++++ Records for this task

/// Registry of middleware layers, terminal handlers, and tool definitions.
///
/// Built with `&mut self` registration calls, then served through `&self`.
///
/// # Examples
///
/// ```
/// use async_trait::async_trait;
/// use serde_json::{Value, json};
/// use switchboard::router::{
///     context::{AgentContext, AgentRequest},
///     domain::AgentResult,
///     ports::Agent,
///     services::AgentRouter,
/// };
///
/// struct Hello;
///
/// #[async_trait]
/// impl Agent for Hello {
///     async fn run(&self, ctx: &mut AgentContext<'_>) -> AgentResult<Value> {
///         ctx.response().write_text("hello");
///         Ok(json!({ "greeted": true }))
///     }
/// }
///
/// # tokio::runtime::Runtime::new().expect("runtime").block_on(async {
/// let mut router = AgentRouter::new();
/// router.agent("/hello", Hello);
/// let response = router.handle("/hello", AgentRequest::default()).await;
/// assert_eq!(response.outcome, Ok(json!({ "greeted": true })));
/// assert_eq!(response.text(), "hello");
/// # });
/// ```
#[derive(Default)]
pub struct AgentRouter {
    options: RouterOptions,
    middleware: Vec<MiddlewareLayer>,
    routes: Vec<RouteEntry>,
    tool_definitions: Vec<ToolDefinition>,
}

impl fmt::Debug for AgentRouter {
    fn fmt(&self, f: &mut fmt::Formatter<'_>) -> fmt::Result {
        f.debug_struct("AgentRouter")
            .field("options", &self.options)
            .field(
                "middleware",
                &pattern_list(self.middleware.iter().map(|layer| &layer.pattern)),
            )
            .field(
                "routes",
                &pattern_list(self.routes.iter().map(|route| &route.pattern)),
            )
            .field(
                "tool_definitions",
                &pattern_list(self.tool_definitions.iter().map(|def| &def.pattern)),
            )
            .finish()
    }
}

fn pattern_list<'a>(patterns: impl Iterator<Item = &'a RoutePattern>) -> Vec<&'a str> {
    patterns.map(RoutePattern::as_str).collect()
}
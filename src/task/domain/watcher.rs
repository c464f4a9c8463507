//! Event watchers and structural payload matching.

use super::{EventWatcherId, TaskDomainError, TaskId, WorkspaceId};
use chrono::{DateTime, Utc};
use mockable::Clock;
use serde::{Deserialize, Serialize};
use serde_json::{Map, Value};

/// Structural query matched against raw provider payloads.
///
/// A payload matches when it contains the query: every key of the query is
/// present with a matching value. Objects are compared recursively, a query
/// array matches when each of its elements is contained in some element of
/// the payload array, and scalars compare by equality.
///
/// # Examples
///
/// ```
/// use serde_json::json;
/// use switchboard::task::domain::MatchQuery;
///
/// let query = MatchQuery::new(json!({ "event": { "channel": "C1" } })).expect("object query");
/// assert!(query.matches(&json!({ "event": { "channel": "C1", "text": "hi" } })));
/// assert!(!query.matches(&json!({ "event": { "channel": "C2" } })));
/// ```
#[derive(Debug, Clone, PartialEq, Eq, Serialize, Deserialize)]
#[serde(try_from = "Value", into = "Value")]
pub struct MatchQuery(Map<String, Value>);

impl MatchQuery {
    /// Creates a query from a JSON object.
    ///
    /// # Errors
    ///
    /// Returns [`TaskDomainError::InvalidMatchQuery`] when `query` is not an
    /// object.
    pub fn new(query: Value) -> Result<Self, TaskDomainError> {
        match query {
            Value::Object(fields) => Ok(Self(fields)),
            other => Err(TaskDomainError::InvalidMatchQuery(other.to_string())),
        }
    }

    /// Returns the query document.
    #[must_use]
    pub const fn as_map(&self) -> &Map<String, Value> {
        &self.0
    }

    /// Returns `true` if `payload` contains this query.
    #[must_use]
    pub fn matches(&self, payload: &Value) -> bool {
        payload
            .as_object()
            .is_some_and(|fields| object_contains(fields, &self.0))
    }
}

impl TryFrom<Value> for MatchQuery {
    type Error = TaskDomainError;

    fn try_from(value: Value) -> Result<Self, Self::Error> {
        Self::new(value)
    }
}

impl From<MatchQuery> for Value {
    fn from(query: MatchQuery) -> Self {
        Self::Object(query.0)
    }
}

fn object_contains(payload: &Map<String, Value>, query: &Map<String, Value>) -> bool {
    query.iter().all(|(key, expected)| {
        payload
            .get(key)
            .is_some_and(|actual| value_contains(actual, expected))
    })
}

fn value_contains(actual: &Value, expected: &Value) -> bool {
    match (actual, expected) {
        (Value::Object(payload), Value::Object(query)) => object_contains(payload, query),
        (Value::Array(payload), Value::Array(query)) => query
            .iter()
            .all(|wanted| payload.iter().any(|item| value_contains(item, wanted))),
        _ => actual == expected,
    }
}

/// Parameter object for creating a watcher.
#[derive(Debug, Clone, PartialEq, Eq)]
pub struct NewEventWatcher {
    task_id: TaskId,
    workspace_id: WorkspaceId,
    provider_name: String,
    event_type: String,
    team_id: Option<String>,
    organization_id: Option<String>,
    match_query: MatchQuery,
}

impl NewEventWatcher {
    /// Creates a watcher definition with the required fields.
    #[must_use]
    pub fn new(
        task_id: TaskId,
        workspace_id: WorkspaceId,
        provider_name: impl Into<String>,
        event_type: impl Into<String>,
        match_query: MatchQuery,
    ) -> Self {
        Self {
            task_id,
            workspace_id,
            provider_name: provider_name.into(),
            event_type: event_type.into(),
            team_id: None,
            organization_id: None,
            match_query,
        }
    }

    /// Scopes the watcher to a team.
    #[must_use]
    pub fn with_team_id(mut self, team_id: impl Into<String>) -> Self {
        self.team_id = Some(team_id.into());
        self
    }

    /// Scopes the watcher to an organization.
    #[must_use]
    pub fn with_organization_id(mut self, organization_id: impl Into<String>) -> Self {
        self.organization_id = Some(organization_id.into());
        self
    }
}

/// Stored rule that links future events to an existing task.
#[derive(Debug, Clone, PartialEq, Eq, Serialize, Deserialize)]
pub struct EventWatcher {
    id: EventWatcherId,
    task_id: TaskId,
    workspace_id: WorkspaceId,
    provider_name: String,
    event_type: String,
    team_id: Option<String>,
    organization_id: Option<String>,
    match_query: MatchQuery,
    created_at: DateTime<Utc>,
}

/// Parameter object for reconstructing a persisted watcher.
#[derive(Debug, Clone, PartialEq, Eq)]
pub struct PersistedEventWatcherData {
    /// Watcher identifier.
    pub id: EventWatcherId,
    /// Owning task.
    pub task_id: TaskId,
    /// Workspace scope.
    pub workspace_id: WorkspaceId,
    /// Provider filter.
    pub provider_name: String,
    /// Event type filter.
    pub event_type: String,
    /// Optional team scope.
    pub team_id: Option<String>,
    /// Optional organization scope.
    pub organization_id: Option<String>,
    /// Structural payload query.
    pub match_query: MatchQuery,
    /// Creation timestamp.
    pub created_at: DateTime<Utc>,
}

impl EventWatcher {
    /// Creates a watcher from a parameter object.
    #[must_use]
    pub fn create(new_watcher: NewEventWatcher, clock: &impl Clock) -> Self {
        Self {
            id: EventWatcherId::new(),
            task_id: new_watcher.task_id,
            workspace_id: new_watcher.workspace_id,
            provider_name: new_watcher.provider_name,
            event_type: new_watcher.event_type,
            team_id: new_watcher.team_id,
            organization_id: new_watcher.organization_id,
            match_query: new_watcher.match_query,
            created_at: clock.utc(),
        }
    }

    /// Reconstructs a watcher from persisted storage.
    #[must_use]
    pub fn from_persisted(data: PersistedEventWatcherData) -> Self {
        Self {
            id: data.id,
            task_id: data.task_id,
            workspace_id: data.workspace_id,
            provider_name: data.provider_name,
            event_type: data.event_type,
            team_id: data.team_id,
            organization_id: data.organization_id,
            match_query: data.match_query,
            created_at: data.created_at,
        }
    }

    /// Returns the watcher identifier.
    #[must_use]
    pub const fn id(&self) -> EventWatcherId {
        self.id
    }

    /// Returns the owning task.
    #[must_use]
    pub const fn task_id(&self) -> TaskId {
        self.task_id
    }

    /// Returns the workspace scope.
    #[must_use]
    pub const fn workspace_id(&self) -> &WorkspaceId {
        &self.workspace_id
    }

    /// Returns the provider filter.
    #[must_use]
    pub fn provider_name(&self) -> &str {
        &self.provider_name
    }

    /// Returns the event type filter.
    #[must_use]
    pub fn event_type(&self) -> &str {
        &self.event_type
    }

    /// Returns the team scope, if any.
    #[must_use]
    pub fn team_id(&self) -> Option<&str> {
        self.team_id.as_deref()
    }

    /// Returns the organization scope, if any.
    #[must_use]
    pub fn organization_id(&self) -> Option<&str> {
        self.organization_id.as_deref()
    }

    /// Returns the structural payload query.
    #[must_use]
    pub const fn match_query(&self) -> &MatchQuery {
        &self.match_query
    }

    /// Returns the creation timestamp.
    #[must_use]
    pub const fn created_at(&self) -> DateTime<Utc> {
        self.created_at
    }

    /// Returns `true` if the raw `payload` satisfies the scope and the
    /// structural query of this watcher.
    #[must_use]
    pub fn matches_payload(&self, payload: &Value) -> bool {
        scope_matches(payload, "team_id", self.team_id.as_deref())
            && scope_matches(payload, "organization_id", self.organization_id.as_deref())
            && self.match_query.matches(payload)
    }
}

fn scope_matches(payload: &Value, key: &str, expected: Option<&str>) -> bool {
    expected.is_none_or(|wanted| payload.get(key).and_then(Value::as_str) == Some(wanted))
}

++++++++

_Work to be completed_
What is needed is an exact copy of the entries above, from the first line through the line holding "impl fmt::Debug for", with both of those lines kept; please give nothing else.

_Completed exercise_
/// Registry of middleware layers, terminal handlers, and tool definitions.
///
/// Built with `&mut self` registration calls, then served through `&self`.
///
/// # Examples
///
/// ```
/// use async_trait::async_trait;
/// use serde_json::{Value, json};
/// use switchboard::router::{
///     context::{AgentContext, AgentRequest},
///     domain::AgentResult,
///     ports::Agent,
///     services::AgentRouter,
/// };
///
/// struct Hello;
///
/// #[async_trait]
/// impl Agent for Hello {
///     async fn run(&self, ctx: &mut AgentContext<'_>) -> AgentResult<Value> {
///         ctx.response().write_text("hello");
///         Ok(json!({ "greeted": true }))
///     }
/// }
///
/// # tokio::runtime::Runtime::new().expect("runtime").block_on(async {
/// let mut router = AgentRouter::new();
/// router.agent("/hello", Hello);
/// let response = router.handle("/hello", AgentRequest::default()).await;
/// assert_eq!(response.outcome, Ok(json!({ "greeted": true })));
/// assert_eq!(response.text(), "hello");
/// # });
/// ```
#[derive(Default)]
pub struct AgentRouter {
    options: RouterOptions,
    middleware: Vec<MiddlewareLayer>,
    routes: Vec<RouteEntry>,
    tool_definitions: Vec<ToolDefinition>,
}

impl fmt::Debug for AgentRouter {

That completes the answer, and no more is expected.